So I have always considered gout to be a disease of fat, old, drunks, which actually describes me pretty well. They contract it as a punishment for their sins of excess, “Gouty patients are, generally, either old men, or men who have so worn themselves out in youth as to have brought on a premature old age—of such dissolute habits none being more common than the premature and excessive indulgence in venery, and the like exhausting passions. ” Actually it is caused by crystal meth conglomerating around your joints, or so I understood the doctor to say.
Anyway I have had a badly swollen knee for a week or so that I believe is the result of foolishly engaging in strenuous exercise. A combat class for street fighters has opened at the university and I have been taking it. It is almost identical to the Boxing Boot camp with Roxie that I did in San Francisco, except it starts at 7:00am.
However I am 4 years older and logically end up in an orthopedic clinic.

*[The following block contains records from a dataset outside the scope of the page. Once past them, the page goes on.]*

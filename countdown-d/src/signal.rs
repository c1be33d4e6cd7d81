// Copyright Christmas Countdown Developers. All Rights Reserved.
// SPDX-License-Identifier: GPL-2.0-only

//! Unix signal handling.
//!
//! The operator talks to the daemon with signals:
//! * SIGUSR1 asks for a resync at the next tick.
//! * SIGINT and SIGTERM ask for a graceful shutdown.
//!
//! A single dispatcher is installed with sigaction for every signal of interest, and looks up the
//! callback to run in a table. Callbacks run in interrupted context, they must stick to flipping
//! atomics.

use std::collections::HashMap;
use std::io::Result;
use std::sync::atomic::Ordering;
use std::sync::{Mutex, PoisonError};

use lazy_static::lazy_static;
use nix::sys::signal::{self, SaFlags, SigAction, SigHandler, SigSet, Signal};
use tracing::{error, info};

use crate::{FORCE_RESYNC_PENDING, SHUTDOWN_REQUESTED};

type Callback = fn();

lazy_static! {
    /// Callbacks registered per signal. Last registration wins.
    static ref CALLBACKS: Mutex<HashMap<Signal, Callback>> = Mutex::new(HashMap::new());
}

extern "C" fn dispatch(signum: libc::c_int) {
    // The interrupted thread may be the one registering a callback. Never block here.
    let Ok(callbacks) = CALLBACKS.try_lock() else {
        return;
    };

    if let Some(callback) = Signal::try_from(signum)
        .ok()
        .and_then(|sig| callbacks.get(&sig))
    {
        callback()
    }
}

/// Install the dispatcher for `sig`.
fn enable_signal(sig: Signal) -> Result<()> {
    let action = SigAction::new(
        SigHandler::Handler(dispatch),
        SaFlags::SA_RESTART,
        SigSet::empty(),
    );

    // SAFETY: the dispatcher only touches a try-locked table and atomics.
    match unsafe { signal::sigaction(sig, &action) } {
        Ok(_) => Ok(()),
        Err(errno) => Err(std::io::Error::from_raw_os_error(errno as i32)),
    }
}

/// Register `callback` to run when `sig` is received. Should be called from the main thread.
pub fn register_signal_callback(sig: Signal, callback: Callback) -> Result<()> {
    CALLBACKS
        .lock()
        .unwrap_or_else(PoisonError::into_inner)
        .insert(sig, callback);

    match enable_signal(sig) {
        Ok(()) => {
            info!("Registered callback for signal {}", sig);
            Ok(())
        }
        Err(e) => {
            error!("Failed to register callback for signal {}: {}", sig, e);
            Err(e)
        }
    }
}

fn on_force_resync() {
    FORCE_RESYNC_PENDING.store(true, Ordering::SeqCst);
}

fn on_shutdown() {
    SHUTDOWN_REQUESTED.store(true, Ordering::SeqCst);
}

/// Register the operator signals of the daemon.
pub fn register_operator_signals() -> Result<()> {
    register_signal_callback(Signal::SIGUSR1, on_force_resync)?;
    register_signal_callback(Signal::SIGINT, on_shutdown)?;
    register_signal_callback(Signal::SIGTERM, on_shutdown)?;
    Ok(())
}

I love been treated in Japan as I have no idea what is really going on. I sit on a chair. The doctor pummels a bit and then produces a huge medical comedy syringe that he plunges in my knee.He drains off volumes of greasy, yellow liquid that had apparently been living therein. Great excitement! However he also promulgates that the condition might not be the result of manly exercise but rather due to fat-old-drunk-disease – gout!
I am overcome with shame.
I have a blood test and will know the answer in a few days apparently but you know I could have totally got hold of the wrong end of the stick. I thought you got gout in your big toe.
Anyway the blood test worries me as on Saturday there was a big party at my house.
A lot of raw meat was consumed, washed down by copious amounts of drink. I am sure my blood must be tainted.